Tuesday, 2 February 2010

TFD vs TLD – What’s The Definition of “Later”?

The fallout from Joel Spolsky’s “The Duct Tape Programmer” post still seems to be reverberating around the blogosphere. The dust has largely settled and Uncle Bob has resumed normal service on his usual insightful postings about testing etc. For a moment I thought he had gone way over the top and become excessively evangelical - even for him. He seemed to suddenly become a one man crusade to restore balance to the force and recruit legions to the cause of TDD. I saw him in person for the first time at the ACCU Conference last year and found him a truly compelling speaker.

As often occurs with a controversial issue such as this I discovered lots of useful discussion in the comments to his post, which I personally lapped up because I have only really been able to dabble in Unit Testing and TDD due to working on legacy systems with massive coupling. Also there were plenty of TLA’s flying about such as TFD (Test First Development), TLD (Test Later Development) and TDD (Test Driven Design/Development) along with BDD (Behaviour Driven Development) and DDD (Domain Driven Design) thrown in for good measure to keep any idle spectators on their toes.

The most useful post for me came a few days later when Uncle Bob (Echoes from the Stone Age) started to discuss the types of problems that you cannot tackle with TDD. This was hugely enlightening because this list pretty much mirrors a large part of what I do day-to-day. I felt somewhat relieved that I haven’t been “not getting the point” so much as attempting to squeeze the proverbial square peg into a round hole. And before you ask, it’s not that I haven’t mocked my interfaces to reduce my dependencies etc, it’s just that I don’t write a lot of what you might traditionally call Business Logic. The logic I do write is often heavily dependent on I/O, threads or 3rd party systems which pushes one more towards the ‘Functional’ rather than ‘Unit’ side of the testing spectrum to find real value.

Anyway, the one part of the discussion which I never felt was truly resolved, or that even the warring parties seemed to clarify their position on was what is the definition of “later” in TLD - Test Later Development. I got the general impression that some of the commentators had visions of old-school Waterfall style development where the “later” meant weeks, months or even years after coding had been completed. Does anyone really work like that these days? Did anyone really work like that? Certainly in my career to date the notion of “later” has pretty much meant seconds to minutes, with an hour on a rare occasion. I cannot imagine ever writing a non-trivial piece of code and not testing it in some way immediately. Yes, my tests may not have been truly exhaustive, but I do know that when a piece of code I wrote failed it was probably due to some fairly non-obvious scenario. I realise that sounds incredibly arrogant and I’m going to document my fall from grace in a follow-up post…

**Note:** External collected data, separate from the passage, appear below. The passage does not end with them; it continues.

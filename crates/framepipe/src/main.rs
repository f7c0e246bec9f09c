mod cmd;
mod exit;
mod logging;
mod output;

use clap::Parser;

use crate::cmd::Command;
use crate::logging::{init_logging, LogFormat, LogLevel};
use crate::output::OutputFormat;

#[derive(Parser, Debug)]
#[command(name = "framepipe", version, about = "Synthetic frame producer/consumer harness")]
struct Cli {
    /// Output format.
    #[arg(long, value_name = "FORMAT", global = true)]
    format: Option<OutputFormat>,

    /// Log output format (stderr).
    #[arg(long, value_name = "FORMAT", default_value = "text", global = true)]
    log_format: LogFormat,

    /// Minimum log level (stderr).
    #[arg(
        long,
        value_name = "LEVEL",
        default_value = "info",
        env = "FRAMEPIPE_LOG_LEVEL",
        global = true
    )]
    log_level: LogLevel,

    #[command(subcommand)]
    command: Command,
}

fn main() {
    let cli = Cli::parse();
    init_logging(cli.log_format, cli.log_level);

    let format = cli.format.unwrap_or_else(OutputFormat::default_for_stdout);
    let result = cmd::run(cli.command, format);

    match result {
        Ok(code) => std::process::exit(code),
        Err(err) => {
            eprintln!("error: {err}");
            std::process::exit(err.code);
        }
    }
}

#[cfg(test)]
mod tests {
    use super::*;

    #[test]
    fn parses_cooperative_run() {
        let cli = Cli::try_parse_from(["framepipe", "run", "/tmp/run.json", "--cooperative"])
            .expect("run args should parse");

        match cli.command {
            Command::Run(args) => {
                assert!(args.cooperative);
                assert_eq!(args.config, std::path::PathBuf::from("/tmp/run.json"));
            }
            other => panic!("unexpected command {other:?}"),
        }
    }

    #[test]
    fn split_requires_parts() {
        let err = Cli::try_parse_from(["framepipe", "split", "/tmp/hits.dat"])
            .expect_err("missing --parts should fail");

        assert_eq!(err.kind(), clap::error::ErrorKind::MissingRequiredArgument);
    }

    #[test]
    fn global_flags_follow_subcommand() {
        let cli = Cli::try_parse_from([
            "framepipe",
            "verify",
            "/tmp/out.dat",
            "--format",
            "pretty",
            "--log-level",
            "debug",
        ])
        .expect("global flags should parse after the subcommand");

        assert_eq!(cli.format, Some(OutputFormat::Pretty));
        assert!(matches!(cli.log_level, LogLevel::Debug));
        assert!(matches!(cli.command, Command::Verify(_)));
    }
}
use serde::{Deserialize, Serialize};

use framepipe_frame::DEFAULT_BUFFER_CAPACITY;

/// Default maximum declared frame length: 16 MiB.
pub const DEFAULT_MAX_FRAME_LEN: usize = 16 * 1024 * 1024;

/// Default in-process pipe capacity: 64 KiB.
pub const DEFAULT_PIPE_CAPACITY: usize = 64 * 1024;

/// Channel endpoint configuration.
#[derive(Debug, Clone, Copy, PartialEq, Eq, Serialize, Deserialize)]
#[serde(default)]
pub struct EndpointConfig {
    /// Size of the reusable receive buffer. Larger frames get a one-off buffer.
    pub default_buffer_capacity: usize,
    /// Largest length prefix the reader or writer will accept.
    pub max_frame_len: usize,
    /// Bytes the pipe buffers before a writer waits for the reader.
    pub pipe_capacity: usize,
}

impl Default for EndpointConfig {
    fn default() -> Self {
        Self {
            default_buffer_capacity: DEFAULT_BUFFER_CAPACITY,
            max_frame_len: DEFAULT_MAX_FRAME_LEN,
            pipe_capacity: DEFAULT_PIPE_CAPACITY,
        }
    }
}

What was clear from the comments was that everyone in the discussion agreed that Unit Testing is A Good Thing – for some definition of unit testing. However it did also highlight that there is still much confusion about the various different forms of testing and what people call them. Some did not distinguish between TDD and Unit Testing which raised the ire of a few commentators. I myself have found the definition of “Unit” to be incredibly vague especially when trying to apply it to other development disciplines such as database scripts. I worked on a legacy system once where, due to the high level of coupling, the smallest testable unit was an entire .exe component.

I think I’m now beginning to “get” the TDD philosophy, but I’m not entirely sure it fits my style of working for two reasons. The first is that I have always found very lightweight modelling (in the way that Martin Fowler describes it as sketching in UML Distilled) to be incredibly useful for visualising a design first. The second is that I have 15+ years of experience to draw upon which means that many aspects of a design are in the realms of boiler-plate code. I find it very disruptive context switching between the boiler-plate and test code when I just want to rattle out the bog standard stuff first and use TLD to add the unit tests after. I can therefore save TFD for the new territory even though I often have a pretty good idea of where I’m heading because that’s why I sketched out the design in the first place. I’m sure it’s a fatally flawed argument and maybe I need to let go of the up front sketches and trust that I’ll still find my way via TDD and discover other benefits along the way. Old dogs can learn new tricks - you just have to tempt them with the right sort of biscuits.

Maybe I’m being too literal (it’s one of my more annoying traits) and perhaps we should just avoid the use of the TLD acronym and instead use TMLD (Test Moments-Later Development) and TMLD (Test Much-Later Development). Oh, wait, that won’t work… How about TRAID (Test Right After Implementing Development) and TAYFHIWD (Test After You’ve Forgotten How It Works Development). Hopefully there will be another TFD vs TLD flame war real soon and I’ll get the chance to fill in some more blanks and gain a further understanding of the Software Development Process. Heck, why am I waiting? Surely I can bait Uncle Bob with what I’ve just written… Now then, where’s his blog hosted again…

1 comment:

  1. TLD means Test Later Development.

    LeBlanc's Law: Later means Never.

    Substituting...
    TLD means Test Never Development.

    Which jibes with my experience of TLD teams.